----- Source data

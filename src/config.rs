use std::fs;
use std::path::{Path, PathBuf};

use chrono::NaiveDate;
use serde::Deserialize;

use crate::dates::{build_exclusions, expand_top_dirs, DateWindow, DirConvention};
use crate::decode::RecordFormat;
use crate::error::{PipelineError, Result};
use crate::pipeline::PipelineParams;

/// One pipeline run, as loaded from a TOML file.
#[derive(Debug, Deserialize)]
pub struct RunConfig {
    /// Prefix for every scanned directory; normally ends with `/`.
    pub base_path: String,
    pub start_date: NaiveDate,
    pub end_date: NaiveDate,
    /// `day`, `month-day` or `full`.
    #[serde(default = "default_convention")]
    pub convention: String,
    pub file_patterns: Vec<String>,
    #[serde(default)]
    pub grep_patterns: Vec<String>,
    /// `none` or `avro`.
    #[serde(default = "default_format")]
    pub format: String,
    /// Widen the exclusion padding beyond the default single day.
    pub min_date: Option<NaiveDate>,
    pub max_date: Option<NaiveDate>,
    /// JSON-lines output; `.gz` suffix compresses. Absent means stdout.
    pub out_file: Option<PathBuf>,
    #[serde(default)]
    pub announce_files: bool,
}

fn default_convention() -> String {
    "day".to_string()
}

fn default_format() -> String {
    "none".to_string()
}

impl RunConfig {
    pub fn load(path: &Path) -> Result<Self> {
        let content = fs::read_to_string(path).map_err(|e| {
            PipelineError::Config(format!(
                "Failed to read config file '{}': {}",
                path.display(),
                e
            ))
        })?;
        let config: RunConfig = toml::from_str(&content)?;
        Ok(config)
    }

    /// Expand the date window into concrete pipeline parameters. Fatal
    /// configuration errors (bad convention, bad format, reversed window)
    /// surface here.
    pub fn to_params(&self) -> Result<PipelineParams> {
        let window = DateWindow::new(self.start_date, self.end_date)?;
        let convention: DirConvention = self.convention.parse()?;
        let format: RecordFormat = self.format.parse()?;
        let top_dirs = expand_top_dirs(&self.base_path, &window, convention);
        let exclusions =
            build_exclusions(self.min_date, self.max_date, &window, &top_dirs, convention)?;
        Ok(PipelineParams {
            file_patterns: self.file_patterns.clone(),
            top_dirs: top_dirs.into_iter().collect(),
            exclusions,
            grep_patterns: self.grep_patterns.clone(),
            format,
            announce_files: self.announce_files,
        })
    }
}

----------

## About this exercise
Print out the whole listing exactly as it appears.

## Exercise answer
filename src/config.rs
use std::fs;
use std::path::{Path, PathBuf};

use chrono::NaiveDate;
use serde::Deserialize;

use crate::dates::{build_exclusions, expand_top_dirs, DateWindow, DirConvention};
use crate::decode::RecordFormat;
use crate::error::{PipelineError, Result};
use crate::pipeline::PipelineParams;

/// One pipeline run, as loaded from a TOML file.
#[derive(Debug, Deserialize)]
pub struct RunConfig {
    /// Prefix for every scanned directory; normally ends with `/`.
    pub base_path: String,
    pub start_date: NaiveDate,
    pub end_date: NaiveDate,
    /// `day`, `month-day` or `full`.
    #[serde(default = "default_convention")]
    pub convention: String,
    pub file_patterns: Vec<String>,
    #[serde(default)]
    pub grep_patterns: Vec<String>,
    /// `none` or `avro`.
    #[serde(default = "default_format")]
    pub format: String,
    /// Widen the exclusion padding beyond the default single day.
    pub min_date: Option<NaiveDate>,
    pub max_date: Option<NaiveDate>,
    /// JSON-lines output; `.gz` suffix compresses. Absent means stdout.
    pub out_file: Option<PathBuf>,
    #[serde(default)]
    pub announce_files: bool,
}

fn default_convention() -> String {
    "day".to_string()
}

fn default_format() -> String {
    "none".to_string()
}

impl RunConfig {
    pub fn load(path: &Path) -> Result<Self> {
        let content = fs::read_to_string(path).map_err(|e| {
            PipelineError::Config(format!(
                "Failed to read config file '{}': {}",
                path.display(),
                e
            ))
        })?;
        let config: RunConfig = toml::from_str(&content)?;
        Ok(config)
    }

    /// Expand the date window into concrete pipeline parameters. Fatal
    /// configuration errors (bad convention, bad format, reversed window)
    /// surface here.
    pub fn to_params(&self) -> Result<PipelineParams> {
        let window = DateWindow::new(self.start_date, self.end_date)?;
        let convention: DirConvention = self.convention.parse()?;
        let format: RecordFormat = self.format.parse()?;
        let top_dirs = expand_top_dirs(&self.base_path, &window, convention);
        let exclusions =
            build_exclusions(self.min_date, self.max_date, &window, &top_dirs, convention)?;
        Ok(PipelineParams {
            file_patterns: self.file_patterns.clone(),
            top_dirs: top_dirs.into_iter().collect(),
            exclusions,
            grep_patterns: self.grep_patterns.clone(),
            format,
            announce_files: self.announce_files,
        })
    }
}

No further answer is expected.